Redis Memory Splits for Fast Voice AI Agents
Use Redis Agent Memory Server's working/long-term split, parallel fetches, bounded retrieval (top 1 of 5, <200 chars), and semantic routing to make voice AI feel personal and responsive under 2s latency.
Working/Long-Term Memory Split Prevents Noisy Context
Store journal entries as episodic long-term memories tied to user_id, session_id, namespace="voice-journal", and topics="journal", "voice_entry" to survive sessions: ClientMemoryRecord(text=transcript, memory_type=MemoryTypeEnum.EPISODIC, ...); await client.create_long_term_memory(memories=[memory], deduplicate=True). Keep conversational back-and-forth in session-scoped working memory only. This filters voice filler like pauses and corrections, avoiding noisy retrieval that slows generation or confuses responses. Retrieval uses semantic search with filters={"namespace": {"eq": "voice-journal"}, "user_id": {"eq": user_id}}, limit=5, distance_threshold=0.8, then take only top result truncated to 200 chars: text = memories[0].get("text", "")[:200]. Result: focused context for voice replies needing one relevant anchor, not full history dumps.
Parallel Async Fetches and Streaming Slash Perceived Latency
Fetch conversation_context, long-term memories, and calendar_context concurrently via asyncio.gather(fetch_conversation(), search_memories(), fetch_calendar()) so users experience total delay as one short pause, not sequential waits. Use streaming STT/TTS APIs: for TTS, async with self.async_client.text_to_speech_streaming.connect(model="bulbul:v3", ...): await ws.convert(text); async for message in ws: yield base64.b64decode(message.data.audio). This delivers first audio byte faster than full synthesis, making assistants feel alive since voice UX prioritizes time-to-first-sound over total completion.
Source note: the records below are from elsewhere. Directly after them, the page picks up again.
//! Packed per-type component storage.

use crate::handle::{ComponentHandle, EntityHandle};
use crate::registry::ComponentDescriptor;
use std::alloc::{self, Layout};
use std::fmt::{self, Debug, Formatter};
use std::ptr::NonNull;

/// A byte offset addressing one slot within an arena.
///
/// Offsets are not stable across removals in the same arena: deleting a slot
/// relocates the tail slot into its place.
#[derive(Debug, Copy, Clone, PartialEq, Eq, PartialOrd, Ord, Hash)]
#[repr(transparent)]
pub struct ArenaIndex(pub(crate) usize);

impl ArenaIndex {
    /// Returns the raw byte offset.
    pub fn offset(self) -> usize {
        self.0
    }
}

/// Bookkeeping stored at the front of every component slot: the component's
/// own handle and the handle of the entity owning it.
#[derive(Debug, Copy, Clone)]
#[repr(C)]
pub struct ComponentHeader {
    pub(crate) handle: ComponentHandle,
    pub(crate) entity: EntityHandle,
}

impl ComponentHeader {
    /// Returns the component's handle.
    pub fn handle(&self) -> ComponentHandle {
        self.handle
    }

    /// Returns the handle of the owning entity.
    pub fn entity(&self) -> EntityHandle {
        self.entity
    }
}

/// The in-arena layout of one component of type `T`. The header sits at
/// offset zero so it can be read without knowing `T`.
#[repr(C)]
pub(crate) struct Slot<T> {
    pub(crate) header: ComponentHeader,
    pub(crate) data: T,
}

/// A contiguous buffer holding every live component of one type, tightly
/// packed at a fixed stride.
///
/// The buffer length is always a multiple of the stride. Slots are
/// initialized by the registered create function and destroyed in place;
/// removal is swap-remove, so the arena never fragments.
pub(crate) struct Arena {
    ptr: NonNull<u8>,
    capacity: usize,
    len: usize,
    stride: usize,
    align: usize,
    drop_fn: Option<unsafe fn(*mut u8)>,
}

// The arena owns raw memory holding `Send + Sync` component values.
unsafe impl Send for Arena {}
unsafe impl Sync for Arena {}

impl Arena {
    pub fn new(descriptor: &ComponentDescriptor) -> Self {
        Self {
            ptr: NonNull::dangling(),
            capacity: 0,
            len: 0,
            stride: descriptor.size(),
            align: descriptor.align(),
            drop_fn: descriptor.drop_fn(),
        }
    }

    /// Returns the buffer length in bytes.
    pub fn len(&self) -> usize {
        self.len
    }

    /// Returns the slot size in bytes.
    pub fn stride(&self) -> usize {
        self.stride
    }

    /// Returns the number of live slots.
    pub fn slot_count(&self) -> usize {
        self.len / self.stride
    }

    pub fn is_empty(&self) -> bool {
        self.len == 0
    }

    fn layout(&self) -> Layout {
        Layout::from_size_align(self.capacity, self.align).unwrap()
    }

    fn grow(&mut self, new_capacity: usize) {
        debug_assert!(new_capacity > self.capacity);

        unsafe {
            let dst = if self.capacity == 0 {
                alloc::alloc(Layout::from_size_align(new_capacity, self.align).unwrap())
            } else {
                alloc::realloc(self.ptr.as_ptr(), self.layout(), new_capacity)
            };
            if let Some(ptr) = NonNull::new(dst) {
                self.ptr = ptr;
                self.capacity = new_capacity;
            } else {
                alloc::handle_alloc_error(Layout::from_size_align_unchecked(
                    new_capacity,
                    self.align,
                ));
            }
        }
    }

    /// Extends the arena by one slot, returning its offset and pointer.
    ///
    /// The returned slot is uninitialized; the caller must write it before
    /// any other arena operation.
    pub fn alloc_slot(&mut self) -> (ArenaIndex, *mut u8) {
        if self.capacity - self.len < self.stride {
            let doubled = self.capacity.max(self.stride) * 2;
            self.grow(doubled.max(self.len + self.stride));
        }
        let index = ArenaIndex(self.len);
        self.len += self.stride;
        (index, unsafe { self.ptr.as_ptr().add(index.0) })
    }

    /// Returns `true` if `index` addresses a live slot boundary.
    pub fn contains(&self, index: ArenaIndex) -> bool {
        index.0 < self.len && index.0 % self.stride == 0
    }

    /// Returns a pointer to the slot at `index`.
    pub fn slot_ptr(&self, index: ArenaIndex) -> NonNull<u8> {
        debug_assert!(self.contains(index));
        unsafe { NonNull::new_unchecked(self.ptr.as_ptr().add(index.0)) }
    }

    /// Reads the bookkeeping header of the slot at `index`.
    pub fn header(&self, index: ArenaIndex) -> ComponentHeader {
        // The header is at slot offset zero and has alignment one.
        unsafe {
            self.slot_ptr(index)
                .as_ptr()
                .cast::<ComponentHeader>()
                .read_unaligned()
        }
    }

    /// Destroys the slot at `index` and relocates the tail slot into its
    /// place.
    ///
    /// Returns the header of the relocated slot, or `None` when the removed
    /// slot was the tail. A relocated slot keeps its bytes unchanged; only
    /// its offset moves to `index`.
    pub fn swap_remove(&mut self, index: ArenaIndex) -> Option<ComponentHeader> {
        debug_assert!(self.contains(index));
        let last = self.len - self.stride;

        unsafe {
            let dst = self.ptr.as_ptr().add(index.0);
            if let Some(drop_fn) = self.drop_fn {
                drop_fn(dst);
            }
            self.len = last;
            if index.0 == last {
                return None;
            }
            let src = self.ptr.as_ptr().add(last);
            std::ptr::copy_nonoverlapping(src, dst, self.stride);
            Some(dst.cast::<ComponentHeader>().read_unaligned())
        }
    }

    /// Iterates `(offset, slot pointer)` pairs in slot order.
    pub fn iter_slots(&self) -> impl Iterator<Item = (ArenaIndex, NonNull<u8>)> + '_ {
        let base = self.ptr.as_ptr();
        (0..self.len).step_by(self.stride).map(move |offset| {
            (ArenaIndex(offset), unsafe {
                NonNull::new_unchecked(base.add(offset))
            })
        })
    }

    /// Destroys every live slot and resets the length to zero. Capacity is
    /// retained.
    pub fn clear(&mut self) {
        if let Some(drop_fn) = self.drop_fn {
            let mut offset = 0;
            while offset < self.len {
                unsafe { drop_fn(self.ptr.as_ptr().add(offset)) };
                offset += self.stride;
            }
        }
        self.len = 0;
    }
}

impl Drop for Arena {
    fn drop(&mut self) {
        self.clear();
        if self.capacity > 0 {
            unsafe { alloc::dealloc(self.ptr.as_ptr(), self.layout()) };
        }
    }
}

impl Debug for Arena {
    fn fmt(&self, f: &mut Formatter<'_>) -> fmt::Result {
        f.debug_struct("Arena")
            .field("len", &self.len)
            .field("stride", &self.stride)
            .field("slots", &self.slot_count())
            .finish()
    }
}

#[cfg(test)]
mod tests {
    use super::*;
    use crate::handle::HandleAllocator;
    use crate::registry::ComponentDescriptor;
    use std::ptr::NonNull;
    use std::sync::atomic::{AtomicIsize, Ordering};

    #[derive(Clone, Copy, Debug, Default, PartialEq)]
    struct Payload(u64);

    fn push(
        arena: &mut Arena,
        descriptor: &ComponentDescriptor,
        allocator: &mut HandleAllocator,
        entity: EntityHandle,
        template: Option<&Payload>,
    ) -> (ArenaIndex, ComponentHandle) {
        let handle = allocator.component_handle();
        let (index, dst) = arena.alloc_slot();
        unsafe {
            descriptor.create(
                dst,
                handle,
                entity,
                template.map(|t| NonNull::from(t).cast()),
            )
        };
        (index, handle)
    }

    unsafe fn payload_at(arena: &Arena, index: ArenaIndex) -> Payload {
        (*arena.slot_ptr(index).as_ptr().cast::<Slot<Payload>>()).data
    }

    #[test]
    fn slots_are_created_at_increasing_offsets() {
        let descriptor = ComponentDescriptor::of::<Payload>();
        let mut arena = Arena::new(&descriptor);
        let mut allocator = HandleAllocator::new();
        let entity = allocator.entity_handle();

        let (first, handle) = push(
            &mut arena,
            &descriptor,
            &mut allocator,
            entity,
            Some(&Payload(7)),
        );
        let (second, _) = push(&mut arena, &descriptor, &mut allocator, entity, None);

        assert_eq!(first.offset(), 0);
        assert_eq!(second.offset(), descriptor.size());
        assert_eq!(arena.len(), descriptor.size() * 2);
        assert_eq!(arena.slot_count(), 2);

        let header = arena.header(first);
        assert_eq!(header.handle(), handle);
        assert_eq!(header.entity(), entity);
        unsafe {
            assert_eq!(payload_at(&arena, first), Payload(7));
            assert_eq!(payload_at(&arena, second), Payload::default());
        }
    }

    #[test]
    fn swap_remove_of_the_tail_reports_no_relocation() {
        let descriptor = ComponentDescriptor::of::<Payload>();
        let mut arena = Arena::new(&descriptor);
        let mut allocator = HandleAllocator::new();
        let entity = allocator.entity_handle();

        push(&mut arena, &descriptor, &mut allocator, entity, None);
        let (tail, _) = push(&mut arena, &descriptor, &mut allocator, entity, None);

        assert!(arena.swap_remove(tail).is_none());
        assert_eq!(arena.slot_count(), 1);
    }

    #[test]
    fn swap_remove_relocates_the_tail_slot() {
        let descriptor = ComponentDescriptor::of::<Payload>();
        let mut arena = Arena::new(&descriptor);
        let mut allocator = HandleAllocator::new();
        let entity = allocator.entity_handle();

        let (first, _) = push(
            &mut arena,
            &descriptor,
            &mut allocator,
            entity,
            Some(&Payload(1)),
        );
        push(
            &mut arena,
            &descriptor,
            &mut allocator,
            entity,
            Some(&Payload(2)),
        );
        let (_, tail_handle) = push(
            &mut arena,
            &descriptor,
            &mut allocator,
            entity,
            Some(&Payload(3)),
        );

        let moved = arena.swap_remove(first).expect("tail must relocate");
        assert_eq!(moved.handle(), tail_handle);
        assert_eq!(arena.slot_count(), 2);
        unsafe { assert_eq!(payload_at(&arena, first), Payload(3)) };
    }

    #[test]
    fn drops_run_exactly_once() {
        static LIVE: AtomicIsize = AtomicIsize::new(0);

        struct Tracked;

        impl Default for Tracked {
            fn default() -> Self {
                LIVE.fetch_add(1, Ordering::SeqCst);
                Tracked
            }
        }

        impl Clone for Tracked {
            fn clone(&self) -> Self {
                LIVE.fetch_add(1, Ordering::SeqCst);
                Tracked
            }
        }

        impl Drop for Tracked {
            fn drop(&mut self) {
                LIVE.fetch_sub(1, Ordering::SeqCst);
            }
        }

        let descriptor = ComponentDescriptor::of::<Tracked>();
        let mut arena = Arena::new(&descriptor);
        let mut allocator = HandleAllocator::new();
        let entity = allocator.entity_handle();

        let mut first = ArenaIndex(0);
        for i in 0..3 {
            let handle = allocator.component_handle();
            let (index, dst) = arena.alloc_slot();
            unsafe { descriptor.create(dst, handle, entity, None) };
            if i == 0 {
                first = index;
            }
        }
        assert_eq!(LIVE.load(Ordering::SeqCst), 3);

        arena.swap_remove(first);
        assert_eq!(LIVE.load(Ordering::SeqCst), 2);

        arena.clear();
        assert_eq!(LIVE.load(Ordering::SeqCst), 0);
        assert!(arena.is_empty());
    }
}
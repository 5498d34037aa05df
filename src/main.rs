use clap::Parser;

use movies_api::config::AppConfig;
use movies_api::db;
use movies_api::routes::{build_router, AppState};

#[derive(Parser)]
#[command(name = "movies-api", about = "JSON CRUD service for movies and their directors")]
struct Cli {
    /// Path to config file
    #[arg(long, env = "MOVIES_CONFIG", default_value = "movies.toml")]
    config: String,

    /// Address to listen on, overriding `listen_addr` from the config file
    #[arg(long, env = "MOVIES_LISTEN_ADDR")]
    listen_addr: Option<String>,
}

#[tokio::main]
async fn main() -> Result<(), Box<dyn std::error::Error + Send + Sync>> {
    tracing_subscriber::fmt()
        .compact()
        .with_target(true)
        .with_env_filter(
            tracing_subscriber::EnvFilter::try_from_default_env()
                .unwrap_or_else(|_| "movies_api=info,tower_http=info".into()),
        )
        .init();

    let cli = Cli::parse();
    let mut config = AppConfig::load(&cli.config)?;
    if let Some(listen_addr) = cli.listen_addr {
        config.listen_addr = listen_addr;
    }
    tracing::info!("Loaded config from {}", cli.config);

    let pool = db::init_pool(&config).await.map_err(|e| {
        tracing::error!("Could not connect to the database: {e}");
        e
    })?;
    tracing::info!("Successfully connected to database");

    let state = AppState {
        pool,
        query_timeout: config.query_timeout(),
    };
    let app = build_router(state);

    let listener = tokio::net::TcpListener::bind(&config.listen_addr).await?;
    tracing::info!("Listening on {}", config.listen_addr);
    axum::serve(listener, app).await?;

    Ok(())
}
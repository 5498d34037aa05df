#![allow(dead_code, unused_imports)]

use axum::body::Body;
use axum::http::{Request, StatusCode};
use axum::Router;
use http_body_util::BodyExt;
use serde_json::Value;
use sqlx::sqlite::{SqliteConnectOptions, SqliteJournalMode, SqlitePoolOptions};
use sqlx::SqlitePool;
use std::path::Path;
use std::time::Duration;
use tower::ServiceExt;

use movies_api::routes::{build_router, AppState};

pub async fn test_pool() -> SqlitePool {
    let options = SqliteConnectOptions::new()
        .filename(":memory:")
        .create_if_missing(true)
        .foreign_keys(true);

    let pool = SqlitePoolOptions::new()
        .max_connections(1)
        .connect_with(options)
        .await
        .expect("failed to create test pool");

    movies_api::db::run_migrations(&pool)
        .await
        .expect("failed to run migrations");

    pool
}

/// On-disk pool with several connections, for tests that need real concurrency.
pub async fn file_pool(path: &Path, max_connections: u32) -> SqlitePool {
    let options = SqliteConnectOptions::new()
        .filename(path)
        .create_if_missing(true)
        .journal_mode(SqliteJournalMode::Wal)
        .busy_timeout(Duration::from_secs(10))
        .foreign_keys(true);

    let pool = SqlitePoolOptions::new()
        .max_connections(max_connections)
        .connect_with(options)
        .await
        .expect("failed to create file pool");

    movies_api::db::run_migrations(&pool)
        .await
        .expect("failed to run migrations");

    pool
}

pub fn test_app(pool: SqlitePool) -> Router {
    build_router(AppState {
        pool,
        query_timeout: Duration::from_secs(10),
    })
}

pub fn inception() -> Value {
    serde_json::json!({
        "title": "Inception",
        "description": "A thief who steals corporate secrets through dream-sharing technology.",
        "release_year": 2010,
        "poster": "https://example.com/inception.jpg",
        "director": { "first_name": "Christopher", "last_name": "Nolan" }
    })
}

pub fn movie_json(title: &str, year: i32, director: Option<(&str, &str)>) -> Value {
    let director = match director {
        Some((first_name, last_name)) => {
            serde_json::json!({ "first_name": first_name, "last_name": last_name })
        }
        None => Value::Null,
    };
    serde_json::json!({
        "title": title,
        "description": format!("{title} description"),
        "release_year": year,
        "poster": format!("/posters/{year}.jpg"),
        "director": director,
    })
}

pub fn get(uri: &str) -> Request<Body> {
    Request::builder().uri(uri).body(Body::empty()).unwrap()
}

pub fn delete(uri: &str) -> Request<Body> {
    Request::builder()
        .method("DELETE")
        .uri(uri)
        .body(Body::empty())
        .unwrap()
}

pub fn post_json(uri: &str, body: &Value) -> Request<Body> {
    send_raw("POST", uri, &body.to_string())
}

pub fn put_json(uri: &str, body: &Value) -> Request<Body> {
    send_raw("PUT", uri, &body.to_string())
}

pub fn send_raw(method: &str, uri: &str, body: &str) -> Request<Body> {
    Request::builder()
        .method(method)
        .uri(uri)
        .header("content-type", "application/json")
        .body(Body::from(body.to_string()))
        .unwrap()
}

pub async fn body_json(response: axum::http::Response<Body>) -> Value {
    let bytes = response
        .into_body()
        .collect()
        .await
        .expect("failed to read body")
        .to_bytes();
    serde_json::from_slice(&bytes).expect("body not json")
}

/// POSTs a movie and returns the created payload.
pub async fn create(app: &Router, body: &Value) -> Value {
    let response = app
        .clone()
        .oneshot(post_json("/movies", body))
        .await
        .unwrap();
    assert_eq!(response.status(), StatusCode::CREATED);
    body_json(response).await
}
Intentionally limit responses to 1-2 sentences to cut model/ TTS time and maintain conversational rhythm—long replies after pauses feel dumb.
Semantic Routing Bypasses LLM for Fast Intent Detection
Route utterances ("log this", "what I said yesterday", "calendar") with RedisVL semantic router instead of LLM classification, reserving model cycles for responses. This keeps pipeline top fast before memory/retrieval. Redis shines via namespaces for isolation, user_id filtering, episodic/semantic types, and semantic retrieval over keywords, treating memory as performance-sensitive context service. Tradeoff: bounded retrieval risks missing edge cases but ensures concise prompts for voice scale.